Below this line is a set of entries; quote exactly the lines from the line that contains "static_assertions::const_assert_eq!(align_of::<WireHdr>(), 4);" to the line that contains "version or kind.", both lines included.

Source data:
# # # # # # #
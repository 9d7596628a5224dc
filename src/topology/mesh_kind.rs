//! Mesh and block kind codes.

use crate::mesh_error::MeshError;
use serde::{Deserialize, Serialize};

/// Concrete representation of a mesh object.
///
/// Discriminants are the stable integer codes exchanged between ranks and
/// written to diagnostics.
#[derive(Clone, Copy, Debug, Eq, PartialEq, Hash, Serialize, Deserialize)]
#[repr(i32)]
pub enum MeshKind {
    PolyData = 0,
    StructuredGrid = 2,
    RectilinearGrid = 3,
    UnstructuredGrid = 4,
    ImageData = 6,
    /// Image data used as an AMR block.
    UniformGrid = 10,
    MultiBlock = 13,
    NonOverlappingAmr = 29,
    OverlappingAmr = 30,
}

impl MeshKind {
    pub fn code(self) -> i32 {
        self as i32
    }

    pub fn from_code(code: i32) -> Result<Self, MeshError> {
        Ok(match code {
            0 => MeshKind::PolyData,
            2 => MeshKind::StructuredGrid,
            3 => MeshKind::RectilinearGrid,
            4 => MeshKind::UnstructuredGrid,
            6 => MeshKind::ImageData,
            10 => MeshKind::UniformGrid,
            13 => MeshKind::MultiBlock,
            29 => MeshKind::NonOverlappingAmr,
            30 => MeshKind::OverlappingAmr,
            _ => return Err(MeshError::UnknownMeshKind(code)),
        })
    }

    pub fn name(self) -> &'static str {
        match self {
            MeshKind::PolyData => "poly_data",
            MeshKind::StructuredGrid => "structured_grid",
            MeshKind::RectilinearGrid => "rectilinear_grid",
            MeshKind::UnstructuredGrid => "unstructured_grid",
            MeshKind::ImageData => "image_data",
            MeshKind::UniformGrid => "uniform_grid",
            MeshKind::MultiBlock => "multi_block",
            MeshKind::NonOverlappingAmr => "non_overlapping_amr",
            MeshKind::OverlappingAmr => "overlapping_amr",
        }
    }

    /// True for hierarchy kinds.
    pub fn is_composite(self) -> bool {
        matches!(
            self,
            MeshKind::MultiBlock | MeshKind::NonOverlappingAmr | MeshKind::OverlappingAmr
        )
    }

    /// True for single-dataset kinds, where each rank holds one mesh.
    pub fn is_legacy(self) -> bool {
        !self.is_composite()
    }

    pub fn is_amr(self) -> bool {
        matches!(self, MeshKind::NonOverlappingAmr | MeshKind::OverlappingAmr)
    }
}

impl std::fmt::Display for MeshKind {
    fn fmt(&self, f: &mut std::fmt::Formatter<'_>) -> std::fmt::Result {
        f.write_str(self.name())
    }
}

#[cfg(test)]
mod tests {
    use super::*;

    #[test]
    fn codes_round_trip() {
        for kind in [
            MeshKind::PolyData,
            MeshKind::StructuredGrid,
            MeshKind::RectilinearGrid,
            MeshKind::UnstructuredGrid,
            MeshKind::ImageData,
            MeshKind::UniformGrid,
            MeshKind::MultiBlock,
            MeshKind::NonOverlappingAmr,
            MeshKind::OverlappingAmr,
        ] {
            assert_eq!(MeshKind::from_code(kind.code()), Ok(kind));
            assert_eq!(kind.is_legacy(), !kind.is_composite());
        }
        assert_eq!(MeshKind::from_code(1), Err(MeshError::UnknownMeshKind(1)));
    }
}
//! Leaf geometry: points, cells, bounds and index extents.

use crate::mesh_error::MeshError;
use crate::topology::cell_type::CellType;
use crate::topology::mesh_kind::MeshKind;
use serde::{Deserialize, Deserializer, Serialize, Serializer};

/// Inclusive point index ranges `[i0, i1, j0, j1, k0, k1]`.
pub type Extent = [i64; 6];

/// The extent of an empty structured mesh.
pub const EMPTY_EXTENT: Extent = [0, -1, 0, -1, 0, -1];

/// Point counts along each axis; zero when the range is inverted, saturated
/// at `usize::MAX` when it does not fit.
pub fn extent_dims(extent: &Extent) -> [usize; 3] {
    std::array::from_fn(|axis| {
        let (lo, hi) = (i128::from(extent[2 * axis]), i128::from(extent[2 * axis + 1]));
        usize::try_from((hi - lo + 1).max(0)).unwrap_or(usize::MAX)
    })
}

fn saturating_product(factors: impl IntoIterator<Item = usize>) -> usize {
    factors.into_iter().fold(1, usize::saturating_mul)
}

fn dims_num_points(dims: [usize; 3]) -> usize {
    saturating_product(dims)
}

fn dims_num_cells(dims: [usize; 3]) -> usize {
    if dims.iter().any(|&d| d == 0) {
        return 0;
    }
    saturating_product(dims.iter().map(|&d| if d > 1 { d - 1 } else { 1 }))
}

/// Smallest extent containing both.
pub fn union_extent(a: &Extent, b: &Extent) -> Extent {
    let empty = |e: &Extent| extent_dims(e).contains(&0);
    match (empty(a), empty(b)) {
        (true, _) => *b,
        (_, true) => *a,
        _ => std::array::from_fn(|i| if i % 2 == 0 { a[i].min(b[i]) } else { a[i].max(b[i]) }),
    }
}

/// Axis-aligned box `[xmin, xmax, ymin, ymax, zmin, zmax]`.
///
/// Serialized as `None` when empty, since the infinite sentinel has no
/// portable text form.
#[derive(Clone, Copy, Debug, PartialEq)]
pub struct Bounds(pub [f64; 6]);

impl Serialize for Bounds {
    fn serialize<S: Serializer>(&self, serializer: S) -> Result<S::Ok, S::Error> {
        (!self.is_empty()).then_some(self.0).serialize(serializer)
    }
}

impl<'de> Deserialize<'de> for Bounds {
    fn deserialize<D: Deserializer<'de>>(deserializer: D) -> Result<Self, D::Error> {
        Ok(Option::<[f64; 6]>::deserialize(deserializer)?.map_or_else(Bounds::empty, Bounds))
    }
}

impl Default for Bounds {
    fn default() -> Self {
        Self::empty()
    }
}
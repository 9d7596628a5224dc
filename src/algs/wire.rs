//! Fixed, versioned, little-endian wire types for collective payloads.
//!
//! Variable-length payloads travel as a [`WireHdr`] followed by a bincode
//! body. The header pins the layout version and the payload kind so a rank
//! never decodes bytes meant for a different exchange.

use crate::mesh_error::MeshError;
use bytemuck::{Pod, Zeroable};
use serde::Serialize;
use serde::de::DeserializeOwned;
use std::mem::{align_of, size_of};

pub fn cast_slice<T: Pod>(v: &[T]) -> &[u8] {
    bytemuck::cast_slice(v)
}

pub fn cast_slice_mut<T: Pod>(v: &mut [T]) -> &mut [u8] {
    bytemuck::cast_slice_mut(v)
}

/// Bump when the layout or semantics change in incompatible ways.
pub const WIRE_VERSION: u16 = 1;

/// Payload kinds carried behind a [`WireHdr`].
pub mod kind {
    /// One rank's local metadata contribution.
    pub const METADATA: u16 = 1;
}

/// All multi-byte integers in these structs are **little-endian** on the wire.
/// We store them pre-LE with `.to_le()` and decode with `.from_le()`.
#[repr(C)]
#[derive(Copy, Clone, Debug, Pod, Zeroable)]
pub struct WireHdr {
    pub version_le: u16,  // = WIRE_VERSION.to_le()
    pub kind_le: u16,     // see `kind`
    pub reserved_le: u32, // future use; keep zero
}

impl WireHdr {
    pub fn new(kind: u16) -> Self {
        Self {
            version_le: WIRE_VERSION.to_le(),
            kind_le: kind.to_le(),
            reserved_le: 0,
        }
    }
    pub fn kind(&self) -> u16 {
        u16::from_le(self.kind_le)
    }
    pub fn version(&self) -> u16 {
        u16::from_le(self.version_le)
    }
}

#[repr(C)]
#[derive(Copy, Clone, Debug, Pod, Zeroable)]
pub struct WireCount {
    pub n_le: u32, // byte count of the following payload
}

impl WireCount {
    pub fn new(n: usize) -> Self {
        Self {
            n_le: (n as u32).to_le(),
        }
    }
    pub fn get(&self) -> usize {
        u32::from_le(self.n_le) as usize
    }
}

// Layout checks
static_assertions::const_assert_eq!(size_of::<WireHdr>(), 8);
static_assertions::const_assert_eq!(align_of::<WireHdr>(), 4);
static_assertions::const_assert_eq!(size_of::<WireCount>(), 4);

/// Header followed by the bincode encoding of `value`.
pub fn encode_payload<T: Serialize>(kind: u16, value: &T) -> Result<Vec<u8>, MeshError> {
    let hdr = WireHdr::new(kind);
    let mut out = cast_slice(std::slice::from_ref(&hdr)).to_vec();
    bincode::serialize_into(&mut out, value)?;
    Ok(out)
}

/// Inverse of [`encode_payload`]; rejects a foreign version or kind.
pub fn decode_payload<T: DeserializeOwned>(kind: u16, bytes: &[u8]) -> Result<T, MeshError> {
    let hdr_len = size_of::<WireHdr>();
    if bytes.len() < hdr_len {
        return Err(MeshError::Wire(format!(
            "payload of {} bytes is shorter than its header",
            bytes.len()
        )));
    }
    let (head, body) = bytes.split_at(hdr_len);
    let hdr: WireHdr = bytemuck::try_pod_read_unaligned(head)
        .map_err(|e| MeshError::Wire(format!("bad header: {e:?}")))?;
    if hdr.version() != WIRE_VERSION {
        return Err(MeshError::Wire(format!(
            "wire version {} (expected {WIRE_VERSION})",
            hdr.version()
        )));
    }
    if hdr.kind() != kind {
        return Err(MeshError::Wire(format!(
            "payload kind {} (expected {kind})",
            hdr.kind()
        )));
    }
    Ok(bincode::deserialize(body)?)
}

#[cfg(test)]
mod tests {
    use super::*;

    #[test]
    fn header_is_little_endian() {
        let hdr = WireHdr::new(kind::METADATA);
        assert_eq!(cast_slice(std::slice::from_ref(&hdr)), &[1, 0, 1, 0, 0, 0, 0, 0]);
    }

    #[test]
    fn decode_rejects_wrong_kind_and_short_input() {
        let bytes = encode_payload(kind::METADATA, &vec![1u32, 2, 3]).unwrap();
        let back: Vec<u32> = decode_payload(kind::METADATA, &bytes).unwrap();
        assert_eq!(back, vec![1, 2, 3]);
        assert!(matches!(
            decode_payload::<Vec<u32>>(7, &bytes),
            Err(MeshError::Wire(_))
        ));
        assert!(matches!(
            decode_payload::<Vec<u32>>(kind::METADATA, &bytes[..3]),
            Err(MeshError::Wire(_))
        ));
    }
}
#![allow(dead_code)]
use mesh_insitu::algs::communicator::ThreadComm;
use mesh_insitu::prelude::*;

/// Unit-spaced image block with one cell, shifted to `x` along the x axis.
pub fn image_at(x: f64) -> DataSet {
    DataSet::image([x, 0.0, 0.0], [1.0; 3], [0, 1, 0, 1, 0, 1])
}

/// x origin of a leaf, used as its identity in traversal tests.
pub fn origin_x(ds: &DataSet) -> f64 {
    ds.bounds().min()[0]
}

/// `n` block slots; slot `i` is present only on rank `i % size`.
pub fn round_robin(rank: usize, size: usize, n: usize) -> DataObject {
    let blocks = (0..n)
        .map(|i| (i % size == rank).then(|| image_at(i as f64).into()))
        .collect();
    MultiBlock::with_blocks(blocks).into()
}

/// Run `f` on every rank of a fresh `size`-rank thread world; results by rank.
pub fn run_world<T, F>(size: usize, f: F) -> Vec<T>
where
    T: Send,
    F: Fn(ThreadComm) -> T + Sync,
{
    let f = &f;
    std::thread::scope(|s| {
        let handles: Vec<_> = ThreadComm::world(size)
            .into_iter()
            .map(|comm| s.spawn(move || f(comm)))
            .collect();
        handles
            .into_iter()
            .map(|h| h.join().expect("rank thread panicked"))
            .collect()
    })
}
//! Leaf meshes.

use crate::data::array::DataArray;
use crate::data::attributes::{Association, FieldData, get_attributes_mut};
use crate::data::info::{HasInfo, InfoMap};
use crate::mesh_error::MeshError;
use crate::topology::geometry::{Bounds, Extent, Geometry, ImageGeometry};
use crate::topology::mesh_kind::MeshKind;

/// A single, non-hierarchical mesh block.
#[derive(Clone, Debug, PartialEq)]
pub struct DataSet {
    geometry: Geometry,
    point_data: FieldData,
    cell_data: FieldData,
    field_data: FieldData,
    info: InfoMap,
}

impl DataSet {
    /// Wrap validated geometry with empty attribute containers.
    pub fn new(geometry: Geometry) -> Result<Self, MeshError> {
        geometry.validate()?;
        Ok(Self::from_parts(geometry))
    }

    /// Empty leaf of a non-composite kind.
    pub fn empty(kind: MeshKind) -> Option<Self> {
        Geometry::empty(kind).map(Self::from_parts)
    }

    fn from_parts(geometry: Geometry) -> Self {
        Self {
            geometry,
            point_data: FieldData::new(),
            cell_data: FieldData::new(),
            field_data: FieldData::new(),
            info: InfoMap::new(),
        }
    }

    /// Image data over `extent`.
    pub fn image(origin: [f64; 3], spacing: [f64; 3], extent: Extent) -> Self {
        Self::from_image(ImageGeometry {
            origin,
            spacing,
            extent,
            uniform_grid: false,
        })
    }

    /// Image data flagged as an AMR block.
    pub fn uniform_grid(origin: [f64; 3], spacing: [f64; 3], extent: Extent) -> Self {
        Self::from_image(ImageGeometry {
            origin,
            spacing,
            extent,
            uniform_grid: true,
        })
    }

    fn from_image(g: ImageGeometry) -> Self {
        Self::from_parts(Geometry::Image(g))
    }

    /// Builder-style insert of an attribute array.
    pub fn with_array(mut self, association: Association, array: DataArray) -> Self {
        get_attributes_mut(&mut self, association).add_array(array);
        self
    }

    pub fn kind(&self) -> MeshKind {
        self.geometry.kind()
    }

    pub fn geometry(&self) -> &Geometry {
        &self.geometry
    }

    pub fn num_points(&self) -> usize {
        self.geometry.num_points()
    }

    pub fn num_cells(&self) -> usize {
        self.geometry.num_cells()
    }

    pub fn cell_array_size(&self) -> usize {
        self.geometry.cell_array_size()
    }

    pub fn bounds(&self) -> Bounds {
        self.geometry.bounds()
    }

    pub fn extent(&self) -> Option<Extent> {
        self.geometry.extent()
    }

    pub fn point_data(&self) -> &FieldData {
        &self.point_data
    }

    pub fn point_data_mut(&mut self) -> &mut FieldData {
        &mut self.point_data
    }

    pub fn cell_data(&self) -> &FieldData {
        &self.cell_data
    }

    pub fn cell_data_mut(&mut self) -> &mut FieldData {
        &mut self.cell_data
    }

    pub fn field_data(&self) -> &FieldData {
        &self.field_data
    }

    pub fn field_data_mut(&mut self) -> &mut FieldData {
        &mut self.field_data
    }
}

impl HasInfo for DataSet {
    fn info(&self) -> &InfoMap {
        &self.info
    }
    fn info_mut(&mut self) -> &mut InfoMap {
        &mut self.info
    }
}
mod util;

use mesh_insitu::io::write_domain_decomp_to;
use mesh_insitu::prelude::*;
use std::path::PathBuf;
use util::{round_robin, run_world};

fn scratch(name: &str) -> PathBuf {
    let dir = std::env::temp_dir().join(format!("mesh-insitu-{}", std::process::id()));
    std::fs::create_dir_all(&dir).unwrap();
    dir.join(name)
}

#[test]
fn rank_zero_writes_one_hexahedron_per_block() {
    let path = scratch("decomp.vtk");
    let results = run_world(3, |comm| {
        let mesh = round_robin(comm.rank(), comm.size(), 5);
        let mut md = MeshMetadata::new("mesh");
        get_metadata(&comm, &mesh, &mut md)?;
        write_domain_decomp(&comm, &md, &path)
    });
    for res in results {
        assert_eq!(res, Ok(()));
    }

    let text = std::fs::read_to_string(&path).unwrap();
    assert!(text.starts_with("# vtk DataFile Version 3.0\n"));
    assert!(text.contains("POINTS 40 double\n"));
    assert!(text.contains("CELLS 5 45\n"));
    assert!(text.contains("CELL_TYPES 5\n"));
    assert!(text.contains("FIELD FieldData 2\n"));
    assert!(text.contains("BlockOwner 1 5 int\n0 1 2 0 1\n"));
    assert!(text.contains("BlockId 1 5 int\n0 1 2 3 4\n"));
    assert!(!text.contains("BlockLevel"));
    std::fs::remove_file(&path).unwrap();
}

#[test]
fn local_records_are_refused() {
    let path = scratch("never-written.vtk");
    let md = MeshMetadata::new("local");
    assert_eq!(
        write_domain_decomp(&NoComm, &md, &path),
        Err(MeshError::NotGlobalView)
    );
    assert!(!path.exists());
}

#[test]
fn write_failure_on_rank_zero_reaches_every_rank() {
    let path = scratch("missing-dir").join("sub").join("decomp.vtk");
    let results = run_world(2, |comm| {
        let mesh = round_robin(comm.rank(), comm.size(), 2);
        let mut md = MeshMetadata::new("mesh");
        get_metadata(&comm, &mesh, &mut md)?;
        write_domain_decomp(&comm, &md, &path)
    });
    assert!(matches!(results[0], Err(MeshError::Io(_))));
    assert!(matches!(
        results[1],
        Err(MeshError::CollectiveFailure { operation: "write_domain_decomp", .. })
    ));
}

#[test]
fn amr_decomposition_carries_levels() {
    let mut amr = AmrDataSet::new(false);
    amr.add_level([1, 1, 1]);
    amr.add_level([2, 2, 2]);
    amr.push_block(0, Some(DataSet::uniform_grid([0.0; 3], [1.0; 3], [0, 2, 0, 2, 0, 2])))
        .unwrap();
    amr.push_block(1, Some(DataSet::uniform_grid([0.0; 3], [0.5; 3], [0, 2, 0, 2, 0, 2])))
        .unwrap();
    let mut md = MeshMetadata::new("amr");
    get_metadata(&NoComm, &amr.into(), &mut md).unwrap();

    let mut out = Vec::new();
    write_domain_decomp_to(&mut out, &md).unwrap();
    let text = String::from_utf8(out).unwrap();
    assert!(text.contains("FIELD FieldData 3\n"));
    assert!(text.contains("BlockLevel 1 2 int\n0 1\n"));
    // first hexahedron spans the coarse block
    assert!(text.contains("POINTS 16 double\n0 0 0\n2 0 0\n2 2 0\n0 2 0\n0 0 2\n"));
}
# # # # # # #
-- Solution for this exercise --
static_assertions::const_assert_eq!(align_of::<WireHdr>(), 4);
static_assertions::const_assert_eq!(size_of::<WireCount>(), 4);

/// Header followed by the bincode encoding of `value`.
pub fn encode_payload<T: Serialize>(kind: u16, value: &T) -> Result<Vec<u8>, MeshError> {
    let hdr = WireHdr::new(kind);
    let mut out = cast_slice(std::slice::from_ref(&hdr)).to_vec();
    bincode::serialize_into(&mut out, value)?;
    Ok(out)
}

/// Inverse of [`encode_payload`]; rejects a foreign version or kind.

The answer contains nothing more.